Japan’s biggest fraud trial collapses, CEO Osamu Nakamura too ill to give evidence. File closes on Kitagawa family suicide. Washington, London, Moscow ramp up their war on narco-terrorism.
And then Kit heard Yoshi’s name.
At Christie’s in New York an example of work by Ms. Yoshi Tanaka sells for an unprecedented sum…
Ten minutes later the same man began to shave with a loud and erratic razor. About half an hour after this, a woman on the female-only floor farted loudly and spent the next five minutes chuckling to herself.

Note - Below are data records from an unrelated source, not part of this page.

//! Structured logging with request context.

use std::collections::BTreeMap;
use std::fmt;

use lumiere_core::{LoggingSettings, RequestId};
use serde::Serialize;

/// Log level for structured logs.
#[derive(Debug, Clone, Copy, PartialEq, Eq, PartialOrd, Ord, Serialize)]
#[serde(rename_all = "lowercase")]
pub enum LogLevel {
    Trace,
    Debug,
    Info,
    Warn,
    Error,
}

impl LogLevel {
    /// Parse a level name; unknown names yield `None`.
    pub fn parse(name: &str) -> Option<Self> {
        match name.to_ascii_lowercase().as_str() {
            "trace" => Some(Self::Trace),
            "debug" => Some(Self::Debug),
            "info" => Some(Self::Info),
            "warn" | "warning" => Some(Self::Warn),
            "error" => Some(Self::Error),
            _ => None,
        }
    }
}

impl fmt::Display for LogLevel {
    fn fmt(&self, f: &mut fmt::Formatter<'_>) -> fmt::Result {
        match self {
            Self::Trace => write!(f, "TRACE"),
            Self::Debug => write!(f, "DEBUG"),
            Self::Info => write!(f, "INFO"),
            Self::Warn => write!(f, "WARN"),
            Self::Error => write!(f, "ERROR"),
        }
    }
}

/// A structured log entry.
#[derive(Debug, Clone, Serialize)]
pub struct LogEntry {
    pub level: LogLevel,
    pub message: String,
    /// Request ID for correlation.
    pub request_id: String,
    #[serde(skip_serializing_if = "Option::is_none")]
    pub workload: Option<String>,
    #[serde(skip_serializing_if = "Option::is_none")]
    pub route: Option<String>,
    /// Additional structured fields, sorted by key.
    #[serde(flatten)]
    pub fields: BTreeMap<String, serde_json::Value>,
    /// Microseconds since the logger was created.
    pub elapsed_us: u64,
}

impl LogEntry {
    /// Format as a JSON line.
    pub fn to_json(&self) -> String {
        serde_json::to_string(self).unwrap_or_else(|_| self.message.clone())
    }

    /// Format as a human-readable line.
    pub fn to_human(&self) -> String {
        let mut s = format!("[{}] {} ({}us)", self.level, self.message, self.elapsed_us);

        if !self.fields.is_empty() {
            let fields: Vec<String> = self
                .fields
                .iter()
                .map(|(k, v)| format!("{}={}", k, v))
                .collect();
            s.push_str(" | ");
            s.push_str(&fields.join(" "));
        }

        s
    }
}

/// Output format for logs.
#[derive(Debug, Clone, Copy, Default, PartialEq, Eq)]
pub enum LogFormat {
    /// JSON lines, for log aggregation.
    #[default]
    Json,
    /// Human-readable, for local development.
    Human,
}

impl LogFormat {
    /// Parse a format name; anything but `human` is JSON.
    pub fn parse(name: &str) -> Self {
        if name.eq_ignore_ascii_case("human") {
            Self::Human
        } else {
            Self::Json
        }
    }
}

/// Structured logger bound to one request.
///
/// Lines go to stderr, which Spin captures per component. Every entry is
/// also forwarded as a `tracing` event so host-side tests and tools with a
/// subscriber see the same stream.
#[derive(Debug, Clone)]
pub struct StructuredLogger {
    request_id: RequestId,
    workload: Option<String>,
    route: Option<String>,
    start_time: std::time::Instant,
    min_level: LogLevel,
    format: LogFormat,
}

impl StructuredLogger {
    /// Create a new logger with request context.
    pub fn new(request_id: RequestId) -> Self {
        Self {
            request_id,
            workload: None,
            route: None,
            start_time: std::time::Instant::now(),
            min_level: LogLevel::Info,
            format: LogFormat::Json,
        }
    }

    /// Apply `[logging]` settings. Unknown levels keep the default.
    pub fn with_settings(mut self, settings: &LoggingSettings) -> Self {
        if let Some(level) = LogLevel::parse(&settings.level) {
            self.min_level = level;
        }
        self.format = LogFormat::parse(&settings.format);
        self
    }

    /// Set the workload name.
    pub fn with_workload(mut self, workload: impl Into<String>) -> Self {
        self.workload = Some(workload.into());
        self
    }

    /// Set the route path.
    pub fn with_route(mut self, route: impl Into<String>) -> Self {
        self.route = Some(route.into());
        self
    }

    /// Set minimum log level.
    pub fn with_min_level(mut self, level: LogLevel) -> Self {
        self.min_level = level;
        self
    }

    /// Set output format.
    pub fn with_format(mut self, format: LogFormat) -> Self {
        self.format = format;
        self
    }

    pub fn debug(&self, message: &str) {
        self.log(LogLevel::Debug, message, BTreeMap::new());
    }

    pub fn info(&self, message: &str) {
        self.log(LogLevel::Info, message, BTreeMap::new());
    }

    pub fn warn(&self, message: &str) {
        self.log(LogLevel::Warn, message, BTreeMap::new());
    }

    pub fn error(&self, message: &str) {
        self.log(LogLevel::Error, message, BTreeMap::new());
    }

    /// Build the entry for a message, or `None` when filtered by level.
    pub fn entry(
        &self,
        level: LogLevel,
        message: &str,
        fields: BTreeMap<String, serde_json::Value>,
    ) -> Option<LogEntry> {
        if level < self.min_level {
            return None;
        }

        Some(LogEntry {
            level,
            message: message.to_string(),
            request_id: self.request_id.to_string(),
            workload: self.workload.clone(),
            route: self.route.clone(),
            fields,
            elapsed_us: self.start_time.elapsed().as_micros() as u64,
        })
    }

    /// Render an entry in the configured format.
    pub fn format_entry(&self, entry: &LogEntry) -> String {
        match self.format {
            LogFormat::Json => entry.to_json(),
            LogFormat::Human => entry.to_human(),
        }
    }

    fn log(&self, level: LogLevel, message: &str, fields: BTreeMap<String, serde_json::Value>) {
        let Some(entry) = self.entry(level, message, fields) else {
            return;
        };

        let line = self.format_entry(&entry);
        match level {
            LogLevel::Trace => tracing::trace!(request_id = %entry.request_id, "{}", entry.message),
            LogLevel::Debug => tracing::debug!(request_id = %entry.request_id, "{}", entry.message),
            LogLevel::Info => tracing::info!(request_id = %entry.request_id, "{}", entry.message),
            LogLevel::Warn => tracing::warn!(request_id = %entry.request_id, "{}", entry.message),
            LogLevel::Error => tracing::error!(request_id = %entry.request_id, "{}", entry.message),
        }

        eprintln!("{}", line);
    }

    /// Get the request ID.
    pub fn request_id(&self) -> &RequestId {
        &self.request_id
    }

    /// Start building an info log entry.
    pub fn info_builder(&self, message: impl Into<String>) -> LogBuilder<'_> {
        LogBuilder::new(self, LogLevel::Info, message)
    }

    /// Start building a warn log entry.
    pub fn warn_builder(&self, message: impl Into<String>) -> LogBuilder<'_> {
        LogBuilder::new(self, LogLevel::Warn, message)
    }

    /// Start building an error log entry.
    pub fn error_builder(&self, message: impl Into<String>) -> LogBuilder<'_> {
        LogBuilder::new(self, LogLevel::Error, message)
    }

    /// Start building a debug log entry.
    pub fn debug_builder(&self, message: impl Into<String>) -> LogBuilder<'_> {
        LogBuilder::new(self, LogLevel::Debug, message)
    }
}

/// Builder for log entries with fluent API.
pub struct LogBuilder<'a> {
    logger: &'a StructuredLogger,
    level: LogLevel,
    message: String,
    fields: BTreeMap<String, serde_json::Value>,
}

impl<'a> LogBuilder<'a> {
    /// Create a new log builder.
    pub fn new(logger: &'a StructuredLogger, level: LogLevel, message: impl Into<String>) -> Self {
        Self {
            logger,
            level,
            message: message.into(),
            fields: BTreeMap::new(),
        }
    }

    /// Add a string field.
    pub fn field(mut self, key: &str, value: impl Into<String>) -> Self {
        self.fields
            .insert(key.to_string(), serde_json::json!(value.into()));
        self
    }

    /// Add an integer field.
    pub fn field_u64(mut self, key: &str, value: u64) -> Self {
        self.fields.insert(key.to_string(), serde_json::json!(value));
        self
    }

    /// Add a boolean field.
    pub fn field_bool(mut self, key: &str, value: bool) -> Self {
        self.fields.insert(key.to_string(), serde_json::json!(value));
        self
    }

    /// Add a duration field (in milliseconds).
    pub fn duration_ms(mut self, key: &str, duration: std::time::Duration) -> Self {
        self.fields
            .insert(key.to_string(), serde_json::json!(duration.as_millis() as u64));
        self
    }

    /// Build the entry without emitting it.
    pub fn build(self) -> Option<LogEntry> {
        self.logger.entry(self.level, &self.message, self.fields)
    }

    /// Emit the log entry.
    pub fn emit(self) {
        self.logger.log(self.level, &self.message, self.fields);
    }
}

#[cfg(test)]
mod tests {
    use super::*;

    fn logger() -> StructuredLogger {
        StructuredLogger::new(RequestId::from_string("req-1"))
            .with_workload("lumiere-storefront")
            .with_route("/collections/gems")
    }

    #[test]
    fn test_json_entry_fields() {
        let entry = logger()
            .info_builder("collection rendered")
            .field("kind", "gems")
            .field_u64("items", 4)
            .build()
            .unwrap();

        let json: serde_json::Value = serde_json::from_str(&entry.to_json()).unwrap();
        assert_eq!(json["level"], "info");
        assert_eq!(json["request_id"], "req-1");
        assert_eq!(json["workload"], "lumiere-storefront");
        assert_eq!(json["route"], "/collections/gems");
        assert_eq!(json["kind"], "gems");
        assert_eq!(json["items"], 4);
    }

    #[test]
    fn test_level_filter() {
        let logger = logger().with_min_level(LogLevel::Warn);
        assert!(logger.debug_builder("hidden").build().is_none());
        assert!(logger.info_builder("hidden").build().is_none());
        assert!(logger.warn_builder("shown").build().is_some());
    }

    #[test]
    fn test_settings_applied() {
        let settings = LoggingSettings {
            level: "debug".to_string(),
            format: "human".to_string(),
        };
        let logger = logger().with_settings(&settings);
        let entry = logger.debug_builder("font applied").field("font", "lato").build().unwrap();
        let line = logger.format_entry(&entry);
        assert!(line.starts_with("[DEBUG] font applied"));
        assert!(line.contains("font=\"lato\""));
    }

    #[test]
    fn test_unknown_level_keeps_default() {
        let settings = LoggingSettings {
            level: "loud".to_string(),
            format: "json".to_string(),
        };
        let logger = logger().with_settings(&settings);
        assert!(logger.debug_builder("hidden").build().is_none());
        assert!(logger.info_builder("shown").build().is_some());
    }
}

By 7.30 am, the sole guest at Executive Start Capsule Hotel was Kit, and he’d been awake all night, trying to work out why Yuko wouldn’t take his calls. So he rolled up the blind covering his glass door and scrambled out, maneuvering himself over the lip; the capsules stacked two deep along a corridor and he’d chosen an upper one.
Of course, Kit could have taken a room at the Tokyo Hilton, on the far side of Shinjuku station, about half a mile west of where he was. He still had Mr. Oniji’s money, mostly untouched. But in his own way Kit was saying goodbye to a city that had been saying goodbye to itself for as long as he could remember. A trial separation from Tokyo felt as lonely as leaving a lover.
It was only as he sweated out last night’s beer in a communal sauna that Kit realised he’d obviously taken Mr. Oniji’s advice to heart. Until then, he’d have said he had no intention of going anywhere. Kit was still wondering about that as he showered. And then, when he’d put it off for as long as possible, he shaved carefully, dressed, and checked himself in the mirror.
Hollow eyes stared back. Other than that, he’d do.
The sub-manager at Kyoto Credit Bank was apologetic. Ms. Tanaka’s sister and brother-in-law had closed her account a week earlier and emptied the strong box Ms. Tanaka had been renting. The joint account Mr. Nouveau held with Ms. Tanaka still existed. Unfortunately, under Japanese law, it was now frozen until a certificate of probate was filed at the ward office. He believed from what Ms. Tanaka’s brother-in-law said that this would be very soon.